Although business groups were not formally party to the Accord, Hawke brought big businesses into other new initiatives such as the Economic Planning Advisory Council. This consensual approach helped reduce both unemployment and inflation.

Such consultations have also enabled difficult reforms – including floating exchange rates and reducing import tariffs. They also contributed to the developed world’s longest uninterrupted economic growth streak – without a recession for nearly three decades, ending in 2020 with the pandemic.

Social partnerships
A variety of such approaches exist. For example, Norway’s kombiniert oppgjior, from 1976, involved not only industrial wages, but also taxes, salaries, pensions, food prices, child support payments, farm support prices, and more.

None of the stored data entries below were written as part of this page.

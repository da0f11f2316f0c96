//! Ping endpoint: proves the probe service itself is up.

use axum::Json;

use crate::report::PingResponse;

/// Returns a fixed `ok` payload. Runs no checks.
pub async fn ping() -> Json<PingResponse> {
    Json(PingResponse::now())
}
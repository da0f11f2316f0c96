//! HTTP route handlers for the probe endpoints.
//!
//! `/ping` answers without touching the stack. `/health` runs every check and
//! sits behind the access guard. The `.php` aliases keep existing orchestrator
//! and load balancer probe paths working unchanged.
//!
//! Request tracing is enabled via middleware that generates a unique request ID
//! for each incoming request, allowing correlation of all logs within a request.

pub mod health;
pub mod ping;

use axum::{middleware, routing::get, Router};
use http::header::{HeaderValue, CACHE_CONTROL};
use tower_http::set_header::SetResponseHeaderLayer;

use crate::config::CACHE_CONTROL_PROBE;
use crate::middleware::{access_guard_layer, request_id_layer};
use crate::state::AppState;

/// Creates the Axum router with both probe endpoints.
pub fn create_router(state: AppState) -> Router {
    let ping_routes = Router::new()
        .route("/ping", get(ping::ping))
        .route("/ping.php", get(ping::ping));

    // Guard runs only on matched health routes
    let health_routes = Router::new()
        .route("/health", get(health::health))
        .route("/healthcheck.php", get(health::health))
        .route_layer(middleware::from_fn(access_guard_layer));

    Router::new()
        .merge(ping_routes)
        .merge(health_routes)
        .with_state(state)
        // Probes are point-in-time; never let a proxy cache them
        .layer(SetResponseHeaderLayer::overriding(
            CACHE_CONTROL,
            HeaderValue::from_static(CACHE_CONTROL_PROBE),
        ))
        // Request ID middleware - creates root span with request_id for correlation
        .layer(middleware::from_fn(request_id_layer))
}
//! Shared application state for request handlers.

use std::sync::Arc;

use crate::checks::HealthChecker;
use crate::config::ProbeConfig;

/// Shared application state, cheap to clone across handlers.
#[derive(Clone)]
pub struct AppState {
    pub checker: HealthChecker,
}

impl AppState {
    /// Creates state with the production checker for `config`.
    pub fn new(config: Arc<ProbeConfig>) -> Self {
        Self::with_checker(HealthChecker::new(config))
    }

    /// Creates state around an already configured checker.
    pub fn with_checker(checker: HealthChecker) -> Self {
        Self { checker }
    }
}
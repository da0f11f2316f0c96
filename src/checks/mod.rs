//! Health checks and the aggregator that runs them.
//!
//! Four independent point-in-time checks, always run one after another in a
//! fixed order:
//! 1. `readiness` - the container entrypoint has written its marker file
//! 2. `database` - the database accepts a connection and answers `SELECT 1`
//! 3. `apache` - the web server has running processes and answers on loopback
//! 4. `filesystem` - critical directories exist and accept new files
//!
//! Every failure is turned into an unhealthy `CheckResult`; nothing in here
//! returns an error to the caller.

pub mod database;
pub mod filesystem;
pub mod process;
pub mod readiness;
pub mod webserver;

use std::sync::Arc;

use tracing::instrument;

use crate::config::ProbeConfig;
use crate::report::{CheckResult, HealthReport};

pub use database::{DatabaseError, DatabaseProbe, MySqlProbe};
pub use process::{ProcessEnumerator, SystemProcesses};

/// Runs the health checks against an explicit configuration.
///
/// Holds no mutable state, so one checker can serve any number of probes.
#[derive(Clone)]
pub struct HealthChecker {
    config: Arc<ProbeConfig>,
    processes: Arc<dyn ProcessEnumerator>,
    database: Arc<dyn DatabaseProbe>,
}

impl HealthChecker {
    /// Create a checker using the platform process table and a MySQL probe.
    pub fn new(config: Arc<ProbeConfig>) -> Self {
        Self {
            config,
            processes: Arc::new(SystemProcesses),
            database: Arc::new(MySqlProbe),
        }
    }

    /// Replace the process enumerator.
    pub fn with_process_enumerator(mut self, processes: Arc<dyn ProcessEnumerator>) -> Self {
        self.processes = processes;
        self
    }

    /// Replace the database probe.
    pub fn with_database_probe(mut self, database: Arc<dyn DatabaseProbe>) -> Self {
        self.database = database;
        self
    }

    pub fn config(&self) -> &ProbeConfig {
        &self.config
    }

    /// Run every check in order and reduce them to one report.
    #[instrument(name = "checks::run", skip(self))]
    pub async fn run(&self) -> HealthReport {
        let config = &self.config;

        let checks = vec![
            readiness::check_readiness(&config.readiness.marker_path),
            database::check_database(self.database.as_ref(), &config.database).await,
            webserver::check_webserver(Arc::clone(&self.processes), &config.webserver).await,
            self.check_filesystem().await,
        ];

        let report = HealthReport::from_checks(checks);

        if report.is_healthy() {
            tracing::debug!("All health checks passed");
        } else {
            let failed: Vec<&str> = report.unhealthy_checks().map(|c| c.name).collect();
            tracing::warn!(failed = ?failed, "Health checks failed");
        }

        report
    }

    /// Directory probing touches the disk, so it runs on the blocking pool.
    async fn check_filesystem(&self) -> CheckResult {
        let dirs = self.config.filesystem.critical_dirs.clone();
        match tokio::task::spawn_blocking(move || filesystem::check_filesystem(&dirs)).await {
            Ok(result) => result,
            Err(e) => {
                tracing::error!(error = %e, "Filesystem check aborted");
                CheckResult::unhealthy(filesystem::CHECK_NAME, "File system issues detected")
                    .with_issues(vec![format!("Check aborted: {}", e)])
            }
        }
    }
}

#[cfg(test)]
pub(crate) mod testing {
    //! Fakes shared by unit tests.

    use async_trait::async_trait;

    use super::{DatabaseError, DatabaseProbe, ProcessEnumerator};
    use crate::config::DatabaseConfig;

    pub struct FixedProcesses(pub usize);

    impl ProcessEnumerator for FixedProcesses {
        fn count_matching(&self, _pattern: &str) -> usize {
            self.0
        }
    }

    pub struct ReachableDatabase;

    #[async_trait]
    impl DatabaseProbe for ReachableDatabase {
        async fn ping(&self, _config: &DatabaseConfig) -> Result<(), DatabaseError> {
            Ok(())
        }
    }

    pub struct DownDatabase;

    #[async_trait]
    impl DatabaseProbe for DownDatabase {
        async fn ping(&self, _config: &DatabaseConfig) -> Result<(), DatabaseError> {
            Err(DatabaseError::Connect("Connection refused".to_string()))
        }
    }
}
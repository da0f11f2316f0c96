//! Network-origin filter for the health endpoint.
//!
//! This is an allow-by-default filter, not authentication. A probe is allowed
//! when any of the following hold:
//! - it is a local process invocation (the `check` command)
//! - the caller's user agent contains the `healthcheck` marker
//! - the client address is loopback
//! - no user agent was supplied at all
//!
//! The last rule admits any client that simply omits the header. It exists for
//! orchestrators and internal callers that send no user agent, but it means the
//! filter offers no protection if the endpoint is reachable from an untrusted
//! network. Keep the listener on an internal interface.

use std::net::IpAddr;

use crate::config::HEALTHCHECK_AGENT_MARKER;

/// Metadata describing who is asking for a health report.
#[derive(Debug, Clone, Default, PartialEq, Eq)]
pub struct RequestOrigin {
    pub local_process: bool,
    pub user_agent: Option<String>,
    pub remote_addr: Option<IpAddr>,
}

impl RequestOrigin {
    /// Origin of a direct process invocation.
    pub fn local_process() -> Self {
        Self {
            local_process: true,
            ..Self::default()
        }
    }

    /// Origin of an HTTP request.
    pub fn http(user_agent: Option<String>, remote_addr: Option<IpAddr>) -> Self {
        Self {
            local_process: false,
            user_agent,
            remote_addr,
        }
    }

    pub fn is_allowed(&self) -> bool {
        self.local_process
            || self
                .user_agent
                .as_deref()
                .is_none_or(|agent| agent.contains(HEALTHCHECK_AGENT_MARKER))
            || self.remote_addr.is_some_and(is_loopback)
    }
}

fn is_loopback(addr: IpAddr) -> bool {
    match addr {
        IpAddr::V4(v4) => v4.is_loopback(),
        IpAddr::V6(v6) => {
            v6.is_loopback() || v6.to_ipv4_mapped().is_some_and(|v4| v4.is_loopback())
        }
    }
}

#[cfg(test)]
mod tests {
    use super::*;
    use std::net::{Ipv4Addr, Ipv6Addr};

    const REMOTE: IpAddr = IpAddr::V4(Ipv4Addr::new(10, 0, 0, 7));

    #[test]
    fn test_local_process_always_allowed() {
        assert!(RequestOrigin::local_process().is_allowed());
    }

    #[test]
    fn test_missing_user_agent_allowed() {
        assert!(RequestOrigin::http(None, Some(REMOTE)).is_allowed());
        assert!(RequestOrigin::http(None, None).is_allowed());
    }

    #[test]
    fn test_healthcheck_agent_allowed_from_anywhere() {
        let origin = RequestOrigin::http(Some("docker-healthcheck/1.0".to_string()), Some(REMOTE));
        assert!(origin.is_allowed());
    }

    #[test]
    fn test_loopback_allowed_with_any_agent() {
        let agent = Some("Mozilla/5.0".to_string());
        assert!(RequestOrigin::http(agent.clone(), Some(IpAddr::V4(Ipv4Addr::LOCALHOST))).is_allowed());
        assert!(RequestOrigin::http(agent.clone(), Some(IpAddr::V6(Ipv6Addr::LOCALHOST))).is_allowed());

        let mapped = IpAddr::V6(Ipv4Addr::LOCALHOST.to_ipv6_mapped());
        assert!(RequestOrigin::http(agent, Some(mapped)).is_allowed());
    }

    #[test]
    fn test_unknown_agent_from_remote_denied() {
        let origin = RequestOrigin::http(Some("curl/8.5.0".to_string()), Some(REMOTE));
        assert!(!origin.is_allowed());
    }

    #[test]
    fn test_unknown_agent_without_address_denied() {
        let origin = RequestOrigin::http(Some("curl/8.5.0".to_string()), None);
        assert!(!origin.is_allowed());
    }

    #[test]
    fn test_marker_match_is_case_sensitive() {
        let origin = RequestOrigin::http(Some("HealthCheck".to_string()), Some(REMOTE));
        assert!(!origin.is_allowed());
    }
}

‘Social partnerships’ have also been important in Austria and Sweden. A series of political understandings – or ‘bargains’ – between successive governments and major interest groups enabled national wage agreements from 1952 until the mid-1970s.

Consensual approaches undoubtedly underpinned post-Second World War reconstruction and progress, of the so-called Keynesian ‘Golden Age’. But it is also claimed they have created rigidities inimical to further progress, especially with rapid technological change.

Economic liberalization in response has involved deregulation to achieve more market flexibilities. But this approach has also produced more economic insecurity, inequalities and crises, besides stagnating productivity.

Such changes have also undermined democratic states, and enabled more authoritarian, even ethno-populist regimes. Meanwhile, rising inequalities and more frequent recessions have strained social trust, jeopardizing security and progress.

Policymakers should consult all major stakeholders to develop appropriate policies involving fair burden sharing. The real need then is to design alternative policy tools through social dialogue and complementary arrangements to address economic challenges in more equitably cooperative ways.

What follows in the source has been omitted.